Die Geschichte nimmt sich Zeit für ihre Charaktere und deren emotionale Höhen und Tiefen ohne einen Moment langweilig zu werden. Patrick Stewart (Star Trek: The Next Generation) passt perfekt in die Rolle des Charles Xavier. Auch wenn er nicht sehr viel zu tun hat, ist er der perfekte Mentor und Anführer und ist nebenbei der Ruhe- und Ankerpunkt des Films.

Auf der anderen Seite findet sich Ian McKellen (Der Hobbit) als Eric Lensherr/Magneto wieder. Auch McKellen ist erstklassig in der von ihm verkörperten Rolle. Bemerkenswert an Magneto ist, dass er (wie so oft im X-Men Universum) nur das Beste im Sinn hat – wenn auch nur für seine Art. Singer hat es geschafft seinem Bösewicht eine mehrdimensionale Persönlichkeit zu verpassen, die Ian McKellen dann auch perfekt vermittelt.

Dann ist da noch in erster Linie Hugh Jackman (Prisoners), der hier zum Ersten Mal als Wolverine zu sehen ist und der die Rolle nicht nur für weitere sechzehn!! Jahre immer wieder einmal verkörpert, sondern ihr auch einen gewissen Kultstatus verpasst hat. Besonders gelungen an dieser Stelle ist die Art und Weise wie sich Wolverine um Rogue (Anna Paquin – „Scream 4“) kümmert und die Rolle des Beschützers macht ihn extrem sympatisch.

Erwähnt werden muss dann noch Rebecca Romijn (The Punisher), deren Kostüm in erster Linie aus blauer Farbe besteht und die als Mystique sogar Wolverine das Leben schwer macht. Aber auch die anderen Schauspieler machen ihre Sache erstklassig auch wenn ich an dieser Stelle darauf verzichten muss, jeden einzelnen zu erwähnen.

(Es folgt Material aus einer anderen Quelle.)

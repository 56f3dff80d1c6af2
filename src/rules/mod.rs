//! Rule records, their persistence, and compilation into path matchers.

pub mod compiler;
pub mod matcher;
pub mod model;
pub mod store;

pub use compiler::{CompiledRules, Directive, compile};
pub use matcher::PathMatcher;
pub use model::{BackupType, DirRuleSet, DirRules, Directory, Rule};
pub use store::{MemoryRuleStore, RuleStore};
#[cfg(feature = "sqlite")]
pub use store::SqliteRuleStore;
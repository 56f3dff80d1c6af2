//! Rule-tagged trees: building them from snapshots, reading them back
//! through the overlay, and the mount tree that ties snapshots together.

pub mod builder;
pub mod glob;
pub mod mount;
pub mod names;
pub mod overlay;
pub mod stats;

pub use builder::{BuildReport, build};
pub use self::glob::PathGlob;
pub use mount::{MountBuild, RuleTree};
pub use names::{NameCache, PrincipalKind, PrincipalNames, StaticNames, SystemNames};
pub use overlay::{DirSummary, Entry, Overlay, OverlayDir};
pub use stats::{PrincipalId, RuleId, RuleSummary, Stats};
//! End-to-end engine runs against an on-disk rule database, a snapshot file
//! and the activity journal, all configured through a TOML file.

#![cfg(feature = "sqlite")]

mod common;

use std::path::{Path, PathBuf};

use backup_ruletree::prelude::*;
use common::file;

struct Setup {
    _dir: tempfile::TempDir,
    config: PathBuf,
    journal: PathBuf,
}

fn setup() -> Setup {
    let dir = tempfile::tempdir().unwrap();
    let snapshot = common::write_snapshot(
        dir.path(),
        "s.tree",
        "/s/",
        &[
            file("/s/a/x.txt", 1, 10, 5),
            file("/s/a/y.csv", 1, 10, 7),
            file("/s/b/z.txt", 2, 10, 11),
        ],
    );

    let mut config = Config::default();
    config.rules.database = dir.path().join("rules.sqlite3");
    config.snapshots.files = vec![snapshot];
    config.journal.path = dir.path().join("activity.jsonl");
    config.paths.data_dir = dir.path().to_path_buf();

    let path = dir.path().join("config.toml");
    std::fs::write(&path, toml::to_string(&config).unwrap()).unwrap();
    Setup {
        journal: config.journal.path.clone(),
        config: path,
        _dir: dir,
    }
}

fn open(config: &Path) -> Engine {
    Engine::open(Config::load(Some(config)).unwrap()).unwrap()
}

fn events(journal: &Path) -> Vec<serde_json::Value> {
    std::fs::read_to_string(journal)
        .unwrap()
        .lines()
        .map(|line| serde_json::from_str(line).unwrap())
        .collect()
}

#[test]
fn rules_survive_a_restart() {
    let setup = setup();

    let rule_id = {
        let engine = open(&setup.config);
        assert_eq!(engine.mounts(), vec!["/s/"]);
        engine.claim("/s/a/", "alice").unwrap();
        let change = engine
            .create_rule("/s/a/", Rule::new(0, "*.txt", BackupType::IBackup))
            .unwrap();
        assert_eq!(change.builds.len(), 1);
        change.rule.id
    };

    let engine = open(&setup.config);
    let claimed = engine.directory("/s/a/").unwrap();
    assert_eq!(claimed.directory.claimed_by, "alice");
    assert_eq!(claimed.rules["*.txt"].id, rule_id);
    assert_eq!(engine.rule_for("/s/a/x.txt"), rule_id);
    assert_eq!(engine.rule_for("/s/b/z.txt"), 0);

    let summary = engine.summary("/s/").unwrap();
    assert_eq!(summary.rule(rule_id).unwrap().totals(), (1, 5));
    assert_eq!(summary.rule(0).unwrap().totals(), (2, 18));
    assert_eq!(summary.children["a/"].claimed_by, "alice");

    engine.remove_rule("/s/a/", "*.txt").unwrap();
    engine.revoke("/s/a/").unwrap();
    drop(engine);

    let engine = open(&setup.config);
    assert!(engine.directory("/s/a/").is_none());
    assert_eq!(engine.summary("/s/").unwrap().totals(), (3, 23));
}

#[test]
fn journal_records_engine_activity() {
    let setup = setup();
    {
        let engine = open(&setup.config);
        engine.claim("/s/b/", "bob").unwrap();
        engine
            .create_rule("/s/b/", Rule::new(0, "*", BackupType::Manual))
            .unwrap();
        let rejected = engine.create_rule("/s/b/", Rule::new(0, "*", BackupType::None));
        assert!(matches!(rejected, Err(BrtError::RuleExists { .. })));
        engine.journal().flush();
    }
    drop(open(&setup.config));

    let events = events(&setup.journal);
    let kinds: Vec<&str> = events
        .iter()
        .map(|event| event["event"].as_str().unwrap())
        .collect();
    assert_eq!(
        kinds,
        vec![
            "engine_start",
            "tree_loaded",
            "directory_claimed",
            "rule_added",
            "engine_start",
            "tree_loaded",
        ]
    );

    let added = &events[3];
    assert_eq!(added["path"], "/s/b/");
    assert_eq!(added["pattern"], "*");
    assert_eq!(added["backup_type"], "manual");
    assert_eq!(added["rebuilt"][0], "/s/");
    assert_eq!(events[4]["directories"], 1);
    assert_eq!(events[4]["rules"], 1);
    assert_eq!(events[0]["config_hash"], events[4]["config_hash"]);
}

#[test]
fn explicit_config_must_exist() {
    let dir = tempfile::tempdir().unwrap();
    let err = Config::load(Some(&dir.path().join("absent.toml"))).unwrap_err();
    assert!(matches!(err, BrtError::MissingConfig { .. }));
    assert_eq!(err.kind(), ErrorKind::Config);
}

Alles in allem ist „X-Men“ der erste Superheldenfilm einer neuen Generation. Diese Tatsache alleine macht ihn zu etwas Besonderen. Aber das erste Abenteuer der X-Men ist nicht nur eine tolle Comicverfilmung, sondern generell ein toller Film. Die Spezialeffekte sehen auch heute noch erstklassig aus, die Schauspieler und die Charaktere die sie verkörpern passen in jeder Hinsicht perfekt und die Geschichte ist komplex, stellenweise emotional und nicht zuletzt spannend.

Der Film „X-Men“ bekommt 8/10 die Welt von der Bruderschaft der Mutanten rettende Empfehlungspunkte.